About this task >> Only the records, repeated exactly, should make up the response.

Exercise input >>

----

/*
 * Copyright (c) Microsoft Corporation.
 * Licensed under the MIT license.
 */

use std::{
    fs::File,
    io::{BufWriter, Write},
    path::Path,
};

use guttman::{analyze, Analysis, AnalysisConfig, AnomalyIndexSet};
use serde::Serialize;

use crate::utils::{CMDResult, CMDToolError, ConfigFile, ScoreInput};

/// The document written by the `detect_irregular_items` tool.
#[derive(Debug, Clone, PartialEq, Serialize)]
pub struct Report {
    /// Flagged positions in the sorted item order.
    pub irregular_items: AnomalyIndexSet,
    /// Flagged items as column indices of the input matrix.
    pub irregular_original_items: Vec<usize>,
    /// Identifiers of the flagged items, when the input supplied them.
    #[serde(skip_serializing_if = "Option::is_none")]
    pub irregular_item_ids: Option<Vec<String>>,
    pub analysis: Analysis,
}

impl Report {
    pub fn new(input: &ScoreInput, config: &AnalysisConfig) -> CMDResult<Self> {
        let analysis = analyze(&input.matrix, config)?;
        let irregular_original_items = analysis.original_items();

        let irregular_item_ids = input.item_ids.as_ref().map(|_| {
            irregular_original_items
                .iter()
                .filter_map(|&i| input.item_id(i).map(String::from))
                .collect()
        });

        Ok(Self {
            irregular_items: analysis.irregular_items.clone(),
            irregular_original_items,
            irregular_item_ids,
            analysis,
        })
    }

    pub fn write_json<W: Write>(&self, writer: W) -> CMDResult<()> {
        let mut writer = BufWriter::new(writer);
        serde_json::to_writer_pretty(&mut writer, self)?;
        writeln!(writer)?;
        writer.flush()?;
        Ok(())
    }
}

/// Load the input and configuration, run the analysis, and write the report to
/// `output_file` (or `stdout` when absent).
pub fn detect_irregular_items(
    input_file: &str,
    config_file: Option<&str>,
    threshold: Option<f64>,
    output_file: Option<&str>,
) -> CMDResult<Report> {
    let config_file = match config_file {
        Some(path) => ConfigFile::load(path)?,
        None => ConfigFile::default(),
    };
    let config = config_file.to_config(threshold)?;
    tracing::info!(
        threshold = config.threshold(),
        column_sort = ?config.column_sort(),
        neighbor_metric = %config.neighbor_metric(),
        "resolved configuration"
    );

    let input = ScoreInput::load(input_file)?;
    let report = Report::new(&input, &config)?;

    match output_file {
        Some(path) => {
            let file = File::create(Path::new(path)).map_err(|err| {
                CMDToolError::new(format!("unable to create {}: {}", path, err))
            })?;
            report.write_json(file)?;
            tracing::info!(path, "wrote report");
        }
        None => report.write_json(std::io::stdout().lock())?,
    }

    Ok(report)
}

----

Solution for this problem >>
/*
 * Copyright (c) Microsoft Corporation.
 * Licensed under the MIT license.
 */

use std::{
    fs::File,
    io::{BufWriter, Write},
    path::Path,
};

use guttman::{analyze, Analysis, AnalysisConfig, AnomalyIndexSet};
use serde::Serialize;

use crate::utils::{CMDResult, CMDToolError, ConfigFile, ScoreInput};

/// The document written by the `detect_irregular_items` tool.
#[derive(Debug, Clone, PartialEq, Serialize)]
pub struct Report {
    /// Flagged positions in the sorted item order.
    pub irregular_items: AnomalyIndexSet,
    /// Flagged items as column indices of the input matrix.
    pub irregular_original_items: Vec<usize>,
    /// Identifiers of the flagged items, when the input supplied them.
    #[serde(skip_serializing_if = "Option::is_none")]
    pub irregular_item_ids: Option<Vec<String>>,
    pub analysis: Analysis,
}

impl Report {
    pub fn new(input: &ScoreInput, config: &AnalysisConfig) -> CMDResult<Self> {
        let analysis = analyze(&input.matrix, config)?;
        let irregular_original_items = analysis.original_items();

        let irregular_item_ids = input.item_ids.as_ref().map(|_| {
            irregular_original_items
                .iter()
                .filter_map(|&i| input.item_id(i).map(String::from))
                .collect()
        });

        Ok(Self {
            irregular_items: analysis.irregular_items.clone(),
            irregular_original_items,
            irregular_item_ids,
            analysis,
        })
    }

    pub fn write_json<W: Write>(&self, writer: W) -> CMDResult<()> {
        let mut writer = BufWriter::new(writer);
        serde_json::to_writer_pretty(&mut writer, self)?;
        writeln!(writer)?;
        writer.flush()?;
        Ok(())
    }
}

/// Load the input and configuration, run the analysis, and write the report to
/// `output_file` (or `stdout` when absent).
pub fn detect_irregular_items(
    input_file: &str,
    config_file: Option<&str>,
    threshold: Option<f64>,
    output_file: Option<&str>,
) -> CMDResult<Report> {
    let config_file = match config_file {
        Some(path) => ConfigFile::load(path)?,
        None => ConfigFile::default(),
    };
    let config = config_file.to_config(threshold)?;
    tracing::info!(
        threshold = config.threshold(),
        column_sort = ?config.column_sort(),
        neighbor_metric = %config.neighbor_metric(),
        "resolved configuration"
    );

    let input = ScoreInput::load(input_file)?;
    let report = Report::new(&input, &config)?;

    match output_file {
        Some(path) => {
            let file = File::create(Path::new(path)).map_err(|err| {
                CMDToolError::new(format!("unable to create {}: {}", path, err))
            })?;
            report.write_json(file)?;
            tracing::info!(path, "wrote report");
        }
        None => report.write_json(std::io::stdout().lock())?,
    }

    Ok(report)
}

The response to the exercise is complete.